== TASK DIRECTIONS ==
Please set down the entire listing exactly.

START GIVEN DATA

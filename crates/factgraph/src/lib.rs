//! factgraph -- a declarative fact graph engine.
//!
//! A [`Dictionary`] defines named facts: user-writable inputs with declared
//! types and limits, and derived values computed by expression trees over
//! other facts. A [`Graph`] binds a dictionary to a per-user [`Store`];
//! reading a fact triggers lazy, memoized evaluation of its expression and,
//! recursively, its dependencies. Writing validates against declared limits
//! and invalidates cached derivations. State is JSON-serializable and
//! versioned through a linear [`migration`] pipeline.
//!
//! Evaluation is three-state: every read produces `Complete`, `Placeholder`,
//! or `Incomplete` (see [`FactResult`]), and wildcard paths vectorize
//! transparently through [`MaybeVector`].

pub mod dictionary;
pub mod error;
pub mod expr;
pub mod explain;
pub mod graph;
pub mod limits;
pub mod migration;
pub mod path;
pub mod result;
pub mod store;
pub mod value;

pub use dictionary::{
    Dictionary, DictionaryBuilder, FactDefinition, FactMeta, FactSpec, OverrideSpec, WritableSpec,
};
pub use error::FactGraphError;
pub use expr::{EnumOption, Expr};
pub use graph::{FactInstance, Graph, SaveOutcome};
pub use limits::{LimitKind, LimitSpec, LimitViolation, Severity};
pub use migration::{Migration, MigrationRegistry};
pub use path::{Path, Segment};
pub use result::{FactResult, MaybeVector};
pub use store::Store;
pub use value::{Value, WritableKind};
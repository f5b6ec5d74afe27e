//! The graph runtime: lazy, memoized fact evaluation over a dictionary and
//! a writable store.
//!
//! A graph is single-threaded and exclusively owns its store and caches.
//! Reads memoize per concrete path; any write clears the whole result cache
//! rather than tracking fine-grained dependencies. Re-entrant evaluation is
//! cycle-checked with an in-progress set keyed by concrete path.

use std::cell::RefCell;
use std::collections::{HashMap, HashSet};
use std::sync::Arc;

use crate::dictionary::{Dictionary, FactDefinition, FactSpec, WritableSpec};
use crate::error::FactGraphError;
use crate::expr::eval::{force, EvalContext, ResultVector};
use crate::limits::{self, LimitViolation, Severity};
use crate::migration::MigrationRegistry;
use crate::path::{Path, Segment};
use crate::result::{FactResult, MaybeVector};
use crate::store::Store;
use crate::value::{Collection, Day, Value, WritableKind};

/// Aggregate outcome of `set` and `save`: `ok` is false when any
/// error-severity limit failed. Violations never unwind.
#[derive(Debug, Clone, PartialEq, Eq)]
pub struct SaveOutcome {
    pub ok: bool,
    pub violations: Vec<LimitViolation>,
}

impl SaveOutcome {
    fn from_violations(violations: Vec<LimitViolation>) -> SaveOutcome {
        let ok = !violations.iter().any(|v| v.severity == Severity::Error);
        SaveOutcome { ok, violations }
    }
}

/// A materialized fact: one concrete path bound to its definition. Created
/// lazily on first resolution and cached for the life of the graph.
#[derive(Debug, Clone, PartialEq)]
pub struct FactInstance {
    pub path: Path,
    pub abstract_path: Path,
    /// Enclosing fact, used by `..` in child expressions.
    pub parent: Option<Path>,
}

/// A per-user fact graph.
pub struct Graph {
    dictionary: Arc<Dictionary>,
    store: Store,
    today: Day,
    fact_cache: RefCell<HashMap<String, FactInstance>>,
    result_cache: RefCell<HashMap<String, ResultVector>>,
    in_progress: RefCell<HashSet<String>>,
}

END GIVEN DATA

== SOLUTION ==
filename crates/factgraph/src/lib.rs
//! factgraph -- a declarative fact graph engine.
//!
//! A [`Dictionary`] defines named facts: user-writable inputs with declared
//! types and limits, and derived values computed by expression trees over
//! other facts. A [`Graph`] binds a dictionary to a per-user [`Store`];
//! reading a fact triggers lazy, memoized evaluation of its expression and,
//! recursively, its dependencies. Writing validates against declared limits
//! and invalidates cached derivations. State is JSON-serializable and
//! versioned through a linear [`migration`] pipeline.
//!
//! Evaluation is three-state: every read produces `Complete`, `Placeholder`,
//! or `Incomplete` (see [`FactResult`]), and wildcard paths vectorize
//! transparently through [`MaybeVector`].

pub mod dictionary;
pub mod error;
pub mod expr;
pub mod explain;
pub mod graph;
pub mod limits;
pub mod migration;
pub mod path;
pub mod result;
pub mod store;
pub mod value;

pub use dictionary::{
    Dictionary, DictionaryBuilder, FactDefinition, FactMeta, FactSpec, OverrideSpec, WritableSpec,
};
pub use error::FactGraphError;
pub use expr::{EnumOption, Expr};
pub use graph::{FactInstance, Graph, SaveOutcome};
pub use limits::{LimitKind, LimitSpec, LimitViolation, Severity};
pub use migration::{Migration, MigrationRegistry};
pub use path::{Path, Segment};
pub use result::{FactResult, MaybeVector};
pub use store::Store;
pub use value::{Value, WritableKind};
repository f5b6ec5d74afe27e
//! The graph runtime: lazy, memoized fact evaluation over a dictionary and
//! a writable store.
//!
//! A graph is single-threaded and exclusively owns its store and caches.
//! Reads memoize per concrete path; any write clears the whole result cache
//! rather than tracking fine-grained dependencies. Re-entrant evaluation is
//! cycle-checked with an in-progress set keyed by concrete path.

use std::cell::RefCell;
use std::collections::{HashMap, HashSet};
use std::sync::Arc;

use crate::dictionary::{Dictionary, FactDefinition, FactSpec, WritableSpec};
use crate::error::FactGraphError;
use crate::expr::eval::{force, EvalContext, ResultVector};
use crate::limits::{self, LimitViolation, Severity};
use crate::migration::MigrationRegistry;
use crate::path::{Path, Segment};
use crate::result::{FactResult, MaybeVector};
use crate::store::Store;
use crate::value::{Collection, Day, Value, WritableKind};

/// Aggregate outcome of `set` and `save`: `ok` is false when any
/// error-severity limit failed. Violations never unwind.
#[derive(Debug, Clone, PartialEq, Eq)]
pub struct SaveOutcome {
    pub ok: bool,
    pub violations: Vec<LimitViolation>,
}

impl SaveOutcome {
    fn from_violations(violations: Vec<LimitViolation>) -> SaveOutcome {
        let ok = !violations.iter().any(|v| v.severity == Severity::Error);
        SaveOutcome { ok, violations }
    }
}

/// A materialized fact: one concrete path bound to its definition. Created
/// lazily on first resolution and cached for the life of the graph.
#[derive(Debug, Clone, PartialEq)]
pub struct FactInstance {
    pub path: Path,
    pub abstract_path: Path,
    /// Enclosing fact, used by `..` in child expressions.
    pub parent: Option<Path>,
}

/// A per-user fact graph.
pub struct Graph {
    dictionary: Arc<Dictionary>,
    store: Store,
    today: Day,
    fact_cache: RefCell<HashMap<String, FactInstance>>,
    result_cache: RefCell<HashMap<String, ResultVector>>,
    in_progress: RefCell<HashSet<String>>,
}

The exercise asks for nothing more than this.